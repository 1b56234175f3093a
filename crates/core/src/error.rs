//! Error hierarchy and source spans.
//!
//! Every failure the parser, dispatcher, or an argument type can produce is a
//! [`CommandError`]: an [`ErrorKind`] plus an optional reader pinned at the
//! offending position, so consumers can underline the exact substring that
//! caused the failure.

use serde::{Deserialize, Serialize};
use std::borrow::Cow;
use std::fmt;

use crate::reader::StrReader;

// ─── Span ────────────────────────────────────────────────────────────────────

/// Byte span in the original input.
#[derive(Debug, Clone, Copy, Serialize, Deserialize, PartialEq, Eq)]
pub struct Span {
    /// Byte offset of the first character (0-based).
    pub start: usize,
    /// Byte offset one past the last character.
    pub end: usize,
}

impl Span {
    /// Create a span covering `[start, end)`.
    ///
    /// Panics if `end < start`.
    pub fn new(start: usize, end: usize) -> Self {
        assert!(end >= start, "Span end ({end}) < start ({start})");
        Self { start, end }
    }

    /// Create a zero-width span at the given position.
    pub fn at(pos: usize) -> Self {
        Self {
            start: pos,
            end: pos,
        }
    }

    /// The smallest span containing both `a` and `b`.
    pub fn encompassing(a: Span, b: Span) -> Self {
        Self {
            start: a.start.min(b.start),
            end: a.end.max(b.end),
        }
    }

    /// Whether the span covers zero bytes.
    pub fn is_empty(&self) -> bool {
        self.start == self.end
    }

    /// Number of bytes covered.
    pub fn len(&self) -> usize {
        self.end - self.start
    }

    /// Whether `pos` lies inside the span (both endpoints inclusive).
    pub fn contains(&self, pos: usize) -> bool {
        self.start <= pos && pos <= self.end
    }

    /// The covered slice of `input`, clamped to the input length.
    pub fn text<'a>(&self, input: &'a str) -> &'a str {
        let start = self.start.min(input.len());
        let end = self.end.min(input.len()).max(start);
        &input[start..end]
    }
}

// ─── Error kinds ─────────────────────────────────────────────────────────────

/// Which bound a range violation crossed.
#[derive(Debug, Clone, Copy, PartialEq, Eq, Serialize, Deserialize)]
pub enum RangeFail {
    /// The value fell below the minimum.
    Below,
    /// The value exceeded the maximum.
    Above,
}

impl RangeFail {
    fn adverb(&self) -> &'static str {
        match self {
            RangeFail::Below => "less",
            RangeFail::Above => "more",
        }
    }

    fn limit<'a>(&self, min: &'a str, max: &'a str) -> &'a str {
        match self {
            RangeFail::Below => min,
            RangeFail::Above => max,
        }
    }
}

/// Classification of a command failure.
#[derive(Debug, Clone, PartialEq, thiserror::Error)]
#[non_exhaustive]
pub enum ErrorKind {
    /// A token of the named kind was required but absent or malformed.
    #[error("Expected {0}")]
    Expected(Cow<'static, str>),
    /// Nothing at the current position matched (end-of-parse semantic error).
    #[error("Unknown {0}")]
    Unknown(Cow<'static, str>),
    /// A parsed token must be followed by the argument separator.
    #[error("Expected whitespace to end one argument, but found trailing data")]
    ExpectedArgumentSeparator,
    /// The source failed a node's requirement predicate, with a stated reason.
    #[error("{0}")]
    RequirementFailed(String),
    /// Input did not match the expected literal.
    #[error("Expected literal {0}")]
    Literal(String),
    /// A list argument encountered a separator other than the configured one.
    #[error("Bad list separator {0:?}")]
    BadSeparator(char),
    /// A numeric value or list cardinality violated its `[min, max]` bounds.
    #[error("{what} must not be {} than {}, found {got}", .fail.adverb(), .fail.limit(.min, .max))]
    Range {
        /// Which bound was crossed.
        fail: RangeFail,
        /// What was being bounded ("Integer", "List length", ...).
        what: Cow<'static, str>,
        /// The offending value, rendered.
        got: String,
        /// Lower bound, rendered.
        min: String,
        /// Upper bound, rendered.
        max: String,
    },
    /// Free-form failure raised by an argument type, loader, or executor.
    #[error("{0}")]
    Message(String),
}

// ─── CommandError ────────────────────────────────────────────────────────────

/// How many characters of trailing context to show before `<--[HERE]`.
const CONTEXT_AMOUNT: usize = 10;

/// A user-displayable command failure.
///
/// Carries the [`ErrorKind`] plus an optional [`StrReader`] whose cursor marks
/// where the failure occurred. When `should_rewind` is `false`, the reader is
/// pinned somewhere *inside* the failed token and callers backtracking over
/// the failure must restore their cursor to the pinned position rather than
/// to the token start.
#[derive(Debug, Clone)]
pub struct CommandError {
    kind: ErrorKind,
    reader: Option<StrReader>,
    rewind: bool,
}

impl CommandError {
    /// A failure with no position information.
    pub fn new(kind: ErrorKind) -> Self {
        Self {
            kind,
            reader: None,
            rewind: true,
        }
    }

    /// A failure pinned at the reader's current cursor.
    pub fn with_reader(kind: ErrorKind, reader: StrReader) -> Self {
        Self {
            kind,
            reader: Some(reader),
            rewind: true,
        }
    }

    /// A free-form failure message (argument loaders, executors).
    pub fn message(text: impl Into<String>) -> Self {
        Self::new(ErrorKind::Message(text.into()))
    }

    /// Mark that backtracking must keep the pinned cursor instead of
    /// restoring the pre-parse position.
    pub fn keep_cursor(mut self) -> Self {
        self.rewind = false;
        self
    }

    /// Attach a pinned reader if none is present yet.
    pub(crate) fn or_pin(mut self, reader: &StrReader, cursor: usize) -> Self {
        if self.reader.is_none() {
            let mut pinned = reader.clone();
            pinned.set_cursor(cursor);
            self.reader = Some(pinned);
        }
        self
    }

    /// The failure classification.
    pub fn kind(&self) -> &ErrorKind {
        &self.kind
    }

    /// The reader pinned at the failure position, if any.
    pub fn reader(&self) -> Option<&StrReader> {
        self.reader.as_ref()
    }

    /// Byte offset of the failure, if position information is available.
    pub fn cursor(&self) -> Option<usize> {
        self.reader.as_ref().map(|r| r.cursor())
    }

    /// Whether callers should restore their cursor to the pre-parse position
    /// when backtracking over this failure.
    pub fn should_rewind(&self) -> bool {
        self.rewind
    }

    /// The trailing input context before the failure position, for display.
    fn context(&self) -> Option<String> {
        let reader = self.reader.as_ref()?;
        let input = reader.input();
        let cursor = reader.cursor().min(input.len());
        let mut out = String::new();
        if cursor > CONTEXT_AMOUNT {
            out.push('…');
        }
        let start = cursor.saturating_sub(CONTEXT_AMOUNT);
        // Clamp to a char boundary so multi-byte input cannot split.
        let start = (start..=cursor)
            .find(|&i| input.is_char_boundary(i))
            .unwrap_or(cursor);
        out.push_str(&input[start..cursor]);
        out.push_str("<--[HERE]");
        Some(out)
    }
}

impl fmt::Display for CommandError {
    fn fmt(&self, f: &mut fmt::Formatter<'_>) -> fmt::Result {
        write!(f, "{}", self.kind)?;
        if let Some(ctx) = self.context() {
            write!(f, " at position {}: {}", self.cursor().unwrap_or(0), ctx)?;
        }
        Ok(())
    }
}

impl std::error::Error for CommandError {}

impl From<ErrorKind> for CommandError {
    fn from(kind: ErrorKind) -> Self {
        Self::new(kind)
    }
}

#[cfg(test)]
mod tests {
    use super::*;

    #[test]
    fn span_encompassing_takes_extremes() {
        let s = Span::encompassing(Span::new(2, 4), Span::new(3, 9));
        assert_eq!(s, Span::new(2, 9));
    }

    #[test]
    fn display_appends_cursor_context() {
        let mut reader = StrReader::new("foo barbazqux");
        reader.set_cursor(13);
        let err = CommandError::with_reader(ErrorKind::Expected("integer".into()), reader);
        let text = err.to_string();
        assert!(
            text.contains("… barbazqux<--[HERE]"),
            "context missing from {text:?}"
        );
        assert!(text.starts_with("Expected integer"), "got {text:?}");
    }

    #[test]
    fn range_error_picks_the_crossed_bound() {
        let kind = ErrorKind::Range {
            fail: RangeFail::Above,
            what: "Integer".into(),
            got: "12".into(),
            min: "0".into(),
            max: "9".into(),
        };
        assert_eq!(kind.to_string(), "Integer must not be more than 9, found 12");
    }
}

:::

> _What to work on_:
Print the material above verbatim, first line through the line containing "of bytes covered.", both included.

> _Exercise solution_:
repository 1b56234175f3093a
filename crates/core/src/error.rs
//! Error hierarchy and source spans.
//!
//! Every failure the parser, dispatcher, or an argument type can produce is a
//! [`CommandError`]: an [`ErrorKind`] plus an optional reader pinned at the
//! offending position, so consumers can underline the exact substring that
//! caused the failure.

use serde::{Deserialize, Serialize};
use std::borrow::Cow;
use std::fmt;

use crate::reader::StrReader;

// ─── Span ────────────────────────────────────────────────────────────────────

/// Byte span in the original input.
#[derive(Debug, Clone, Copy, Serialize, Deserialize, PartialEq, Eq)]
pub struct Span {
    /// Byte offset of the first character (0-based).
    pub start: usize,
    /// Byte offset one past the last character.
    pub end: usize,
}

impl Span {
    /// Create a span covering `[start, end)`.
    ///
    /// Panics if `end < start`.
    pub fn new(start: usize, end: usize) -> Self {
        assert!(end >= start, "Span end ({end}) < start ({start})");
        Self { start, end }
    }

    /// Create a zero-width span at the given position.
    pub fn at(pos: usize) -> Self {
        Self {
            start: pos,
            end: pos,
        }
    }

    /// The smallest span containing both `a` and `b`.
    pub fn encompassing(a: Span, b: Span) -> Self {
        Self {
            start: a.start.min(b.start),
            end: a.end.max(b.end),
        }
    }

    /// Whether the span covers zero bytes.
    pub fn is_empty(&self) -> bool {
        self.start == self.end
    }

    /// Number of bytes covered.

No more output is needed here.